▶ **WHAT TO DO**
Each line of the listing that contains "field" should be found and copied.

════════════════

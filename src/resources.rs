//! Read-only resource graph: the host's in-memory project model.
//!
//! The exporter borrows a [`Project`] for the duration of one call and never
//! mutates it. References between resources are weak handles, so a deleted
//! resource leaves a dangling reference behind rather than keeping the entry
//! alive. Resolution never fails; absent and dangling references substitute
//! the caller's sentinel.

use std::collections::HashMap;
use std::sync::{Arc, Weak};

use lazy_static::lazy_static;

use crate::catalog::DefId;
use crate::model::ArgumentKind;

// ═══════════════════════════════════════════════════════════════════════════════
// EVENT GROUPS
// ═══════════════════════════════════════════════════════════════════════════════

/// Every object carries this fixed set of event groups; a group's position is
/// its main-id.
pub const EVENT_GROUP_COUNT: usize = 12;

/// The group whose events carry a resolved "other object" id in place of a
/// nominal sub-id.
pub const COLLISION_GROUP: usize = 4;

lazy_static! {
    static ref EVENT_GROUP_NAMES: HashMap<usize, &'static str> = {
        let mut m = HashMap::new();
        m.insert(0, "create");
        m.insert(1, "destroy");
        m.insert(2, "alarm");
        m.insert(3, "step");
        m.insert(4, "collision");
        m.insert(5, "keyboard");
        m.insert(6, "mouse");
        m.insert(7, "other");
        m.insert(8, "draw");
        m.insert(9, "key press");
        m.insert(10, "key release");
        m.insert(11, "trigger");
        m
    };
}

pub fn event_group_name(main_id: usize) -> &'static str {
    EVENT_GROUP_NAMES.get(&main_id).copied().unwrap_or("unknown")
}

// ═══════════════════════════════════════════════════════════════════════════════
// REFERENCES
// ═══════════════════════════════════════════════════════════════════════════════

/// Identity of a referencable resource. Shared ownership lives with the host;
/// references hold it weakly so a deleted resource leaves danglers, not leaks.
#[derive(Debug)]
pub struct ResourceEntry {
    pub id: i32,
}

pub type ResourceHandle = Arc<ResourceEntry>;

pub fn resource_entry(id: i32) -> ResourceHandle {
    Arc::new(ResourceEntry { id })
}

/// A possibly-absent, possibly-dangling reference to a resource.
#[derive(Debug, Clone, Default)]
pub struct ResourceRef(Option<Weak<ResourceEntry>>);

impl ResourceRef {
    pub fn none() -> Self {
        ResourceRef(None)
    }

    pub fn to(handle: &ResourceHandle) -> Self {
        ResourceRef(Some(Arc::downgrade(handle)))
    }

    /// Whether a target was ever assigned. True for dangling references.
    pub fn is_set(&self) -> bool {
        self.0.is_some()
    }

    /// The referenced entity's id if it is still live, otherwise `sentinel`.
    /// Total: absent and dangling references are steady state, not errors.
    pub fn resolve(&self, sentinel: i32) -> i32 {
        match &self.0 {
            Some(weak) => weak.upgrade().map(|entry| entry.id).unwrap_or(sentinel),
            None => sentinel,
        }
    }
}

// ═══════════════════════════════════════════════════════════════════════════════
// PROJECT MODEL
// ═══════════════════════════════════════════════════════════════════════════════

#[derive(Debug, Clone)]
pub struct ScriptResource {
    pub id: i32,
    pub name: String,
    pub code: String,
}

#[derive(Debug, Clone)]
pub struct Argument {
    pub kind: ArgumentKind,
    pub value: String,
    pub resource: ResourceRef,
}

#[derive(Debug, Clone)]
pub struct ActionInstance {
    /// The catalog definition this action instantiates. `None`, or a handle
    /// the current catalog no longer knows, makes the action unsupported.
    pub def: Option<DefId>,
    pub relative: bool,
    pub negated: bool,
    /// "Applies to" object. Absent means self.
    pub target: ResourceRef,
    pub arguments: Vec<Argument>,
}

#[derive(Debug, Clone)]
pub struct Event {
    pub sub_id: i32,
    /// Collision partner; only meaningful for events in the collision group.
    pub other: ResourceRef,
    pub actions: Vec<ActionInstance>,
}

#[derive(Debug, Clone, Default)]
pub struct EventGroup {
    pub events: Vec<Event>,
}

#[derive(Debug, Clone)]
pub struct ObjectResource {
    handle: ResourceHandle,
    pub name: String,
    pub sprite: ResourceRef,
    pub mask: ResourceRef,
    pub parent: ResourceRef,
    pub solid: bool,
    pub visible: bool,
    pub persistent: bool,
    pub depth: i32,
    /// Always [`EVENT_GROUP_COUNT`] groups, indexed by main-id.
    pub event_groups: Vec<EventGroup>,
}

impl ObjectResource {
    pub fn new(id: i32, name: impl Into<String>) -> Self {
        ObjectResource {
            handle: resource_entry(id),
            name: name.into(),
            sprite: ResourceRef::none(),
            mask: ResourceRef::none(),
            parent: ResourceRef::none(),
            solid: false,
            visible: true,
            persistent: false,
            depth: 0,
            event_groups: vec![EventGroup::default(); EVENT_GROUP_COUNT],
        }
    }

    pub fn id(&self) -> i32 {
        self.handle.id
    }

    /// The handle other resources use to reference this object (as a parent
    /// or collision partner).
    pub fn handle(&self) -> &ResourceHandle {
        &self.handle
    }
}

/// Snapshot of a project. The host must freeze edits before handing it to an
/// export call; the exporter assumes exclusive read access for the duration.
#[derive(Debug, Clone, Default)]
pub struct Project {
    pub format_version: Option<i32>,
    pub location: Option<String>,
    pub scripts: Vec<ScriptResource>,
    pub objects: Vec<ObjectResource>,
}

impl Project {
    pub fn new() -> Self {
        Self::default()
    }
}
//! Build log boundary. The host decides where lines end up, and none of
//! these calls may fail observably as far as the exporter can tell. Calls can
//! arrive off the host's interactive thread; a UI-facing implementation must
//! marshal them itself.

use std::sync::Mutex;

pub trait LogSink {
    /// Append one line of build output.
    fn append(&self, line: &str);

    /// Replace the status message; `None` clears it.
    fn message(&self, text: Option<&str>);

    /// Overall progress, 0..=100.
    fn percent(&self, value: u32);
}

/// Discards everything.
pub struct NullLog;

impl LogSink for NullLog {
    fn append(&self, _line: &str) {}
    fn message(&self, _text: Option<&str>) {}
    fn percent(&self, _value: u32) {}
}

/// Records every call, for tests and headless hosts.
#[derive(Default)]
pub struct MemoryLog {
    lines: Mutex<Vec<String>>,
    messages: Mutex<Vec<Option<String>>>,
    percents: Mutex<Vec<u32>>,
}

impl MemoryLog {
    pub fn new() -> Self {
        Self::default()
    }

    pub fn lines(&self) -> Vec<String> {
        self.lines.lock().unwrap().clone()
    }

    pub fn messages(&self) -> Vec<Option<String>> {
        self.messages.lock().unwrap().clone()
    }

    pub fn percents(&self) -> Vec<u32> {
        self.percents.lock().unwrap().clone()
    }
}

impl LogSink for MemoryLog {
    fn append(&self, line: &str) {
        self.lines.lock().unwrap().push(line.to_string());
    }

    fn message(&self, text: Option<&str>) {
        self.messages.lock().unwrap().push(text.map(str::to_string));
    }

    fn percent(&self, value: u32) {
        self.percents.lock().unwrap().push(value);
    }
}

════════════════

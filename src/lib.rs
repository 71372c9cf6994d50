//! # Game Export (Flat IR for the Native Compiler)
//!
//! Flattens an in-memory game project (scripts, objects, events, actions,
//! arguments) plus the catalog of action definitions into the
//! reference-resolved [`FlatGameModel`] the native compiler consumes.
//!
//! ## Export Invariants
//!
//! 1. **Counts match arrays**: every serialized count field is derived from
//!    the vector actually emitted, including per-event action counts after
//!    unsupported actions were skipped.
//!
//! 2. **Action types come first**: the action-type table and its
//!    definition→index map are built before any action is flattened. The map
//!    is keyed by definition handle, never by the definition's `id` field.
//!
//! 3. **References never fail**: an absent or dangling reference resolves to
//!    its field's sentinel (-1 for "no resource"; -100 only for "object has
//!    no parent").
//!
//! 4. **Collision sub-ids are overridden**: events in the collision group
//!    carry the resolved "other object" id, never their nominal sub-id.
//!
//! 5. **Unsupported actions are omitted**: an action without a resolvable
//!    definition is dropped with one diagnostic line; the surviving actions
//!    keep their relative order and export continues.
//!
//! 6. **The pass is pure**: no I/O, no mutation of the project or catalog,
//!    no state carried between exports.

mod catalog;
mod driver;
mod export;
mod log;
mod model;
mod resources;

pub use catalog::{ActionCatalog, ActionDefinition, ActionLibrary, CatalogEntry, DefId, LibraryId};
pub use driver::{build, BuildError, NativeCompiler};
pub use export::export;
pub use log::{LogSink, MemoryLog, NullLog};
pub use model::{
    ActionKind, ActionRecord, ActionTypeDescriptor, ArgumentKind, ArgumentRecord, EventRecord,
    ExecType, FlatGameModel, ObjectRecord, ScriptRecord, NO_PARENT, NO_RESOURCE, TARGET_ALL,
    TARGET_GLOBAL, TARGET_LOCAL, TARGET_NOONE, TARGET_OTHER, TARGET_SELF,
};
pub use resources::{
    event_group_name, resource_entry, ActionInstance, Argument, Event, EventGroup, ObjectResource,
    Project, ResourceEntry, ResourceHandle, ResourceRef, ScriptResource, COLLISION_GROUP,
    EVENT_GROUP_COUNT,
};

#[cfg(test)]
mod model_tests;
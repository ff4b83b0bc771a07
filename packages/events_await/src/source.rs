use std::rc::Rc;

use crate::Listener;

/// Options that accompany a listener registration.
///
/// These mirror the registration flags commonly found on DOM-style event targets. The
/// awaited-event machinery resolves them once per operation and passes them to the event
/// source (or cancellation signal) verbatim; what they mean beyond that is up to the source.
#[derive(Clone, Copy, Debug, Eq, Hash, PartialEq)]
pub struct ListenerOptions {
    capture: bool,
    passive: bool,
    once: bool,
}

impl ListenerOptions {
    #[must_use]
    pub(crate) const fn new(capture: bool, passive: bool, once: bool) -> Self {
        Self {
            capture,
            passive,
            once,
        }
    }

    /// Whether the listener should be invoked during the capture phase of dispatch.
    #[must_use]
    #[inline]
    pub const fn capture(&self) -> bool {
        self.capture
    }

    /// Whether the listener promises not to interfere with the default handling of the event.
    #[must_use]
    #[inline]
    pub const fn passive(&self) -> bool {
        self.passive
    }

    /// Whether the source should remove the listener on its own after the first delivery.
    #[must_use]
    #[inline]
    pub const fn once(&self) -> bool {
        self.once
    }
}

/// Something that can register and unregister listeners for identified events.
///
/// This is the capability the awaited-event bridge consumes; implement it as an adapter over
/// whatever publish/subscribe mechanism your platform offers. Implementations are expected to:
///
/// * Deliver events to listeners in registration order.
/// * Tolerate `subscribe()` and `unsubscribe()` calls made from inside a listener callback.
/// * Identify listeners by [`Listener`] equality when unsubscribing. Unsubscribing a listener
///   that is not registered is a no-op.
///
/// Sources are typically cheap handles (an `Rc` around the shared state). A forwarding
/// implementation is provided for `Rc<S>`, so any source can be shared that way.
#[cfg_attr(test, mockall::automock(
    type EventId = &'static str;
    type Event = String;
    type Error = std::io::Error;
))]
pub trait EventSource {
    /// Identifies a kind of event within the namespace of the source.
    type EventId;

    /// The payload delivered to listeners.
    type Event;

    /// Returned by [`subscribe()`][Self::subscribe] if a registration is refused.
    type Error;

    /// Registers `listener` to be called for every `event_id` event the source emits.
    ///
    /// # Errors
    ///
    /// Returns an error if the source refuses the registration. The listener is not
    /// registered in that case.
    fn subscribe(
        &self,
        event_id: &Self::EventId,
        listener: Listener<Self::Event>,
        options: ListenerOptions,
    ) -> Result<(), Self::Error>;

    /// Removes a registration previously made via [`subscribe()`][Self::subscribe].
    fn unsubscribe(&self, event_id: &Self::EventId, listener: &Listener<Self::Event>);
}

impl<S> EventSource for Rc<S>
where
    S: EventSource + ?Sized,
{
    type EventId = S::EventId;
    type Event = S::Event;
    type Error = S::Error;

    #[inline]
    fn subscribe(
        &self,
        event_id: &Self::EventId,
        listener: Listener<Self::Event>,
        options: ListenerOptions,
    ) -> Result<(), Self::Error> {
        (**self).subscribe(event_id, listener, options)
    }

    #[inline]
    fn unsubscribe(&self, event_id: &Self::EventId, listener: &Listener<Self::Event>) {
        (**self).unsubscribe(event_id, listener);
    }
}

════════════════

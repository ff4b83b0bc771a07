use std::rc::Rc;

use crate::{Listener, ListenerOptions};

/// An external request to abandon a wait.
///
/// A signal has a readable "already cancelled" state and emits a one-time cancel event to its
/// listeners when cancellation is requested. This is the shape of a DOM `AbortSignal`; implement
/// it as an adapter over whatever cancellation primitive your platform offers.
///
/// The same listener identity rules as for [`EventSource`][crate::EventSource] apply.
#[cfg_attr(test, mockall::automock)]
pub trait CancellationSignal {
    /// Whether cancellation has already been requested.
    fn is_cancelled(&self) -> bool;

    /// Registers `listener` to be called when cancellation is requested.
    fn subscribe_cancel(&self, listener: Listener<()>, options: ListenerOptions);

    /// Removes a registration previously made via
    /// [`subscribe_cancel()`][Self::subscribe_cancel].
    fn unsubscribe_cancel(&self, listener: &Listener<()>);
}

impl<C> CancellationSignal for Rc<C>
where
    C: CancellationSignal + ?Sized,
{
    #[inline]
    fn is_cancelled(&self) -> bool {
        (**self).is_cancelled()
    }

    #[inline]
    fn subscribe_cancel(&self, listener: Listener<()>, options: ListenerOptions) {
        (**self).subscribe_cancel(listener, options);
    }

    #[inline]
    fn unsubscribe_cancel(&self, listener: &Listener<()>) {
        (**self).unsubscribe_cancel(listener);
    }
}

════════════════

▶ **SOLUTION TO THIS TASK**
//! 1. **Counts match arrays**: every serialized count field is derived from
//!    is keyed by definition handle, never by the definition's `id` field.
//!    its field's sentinel (-1 for "no resource"; -100 only for "object has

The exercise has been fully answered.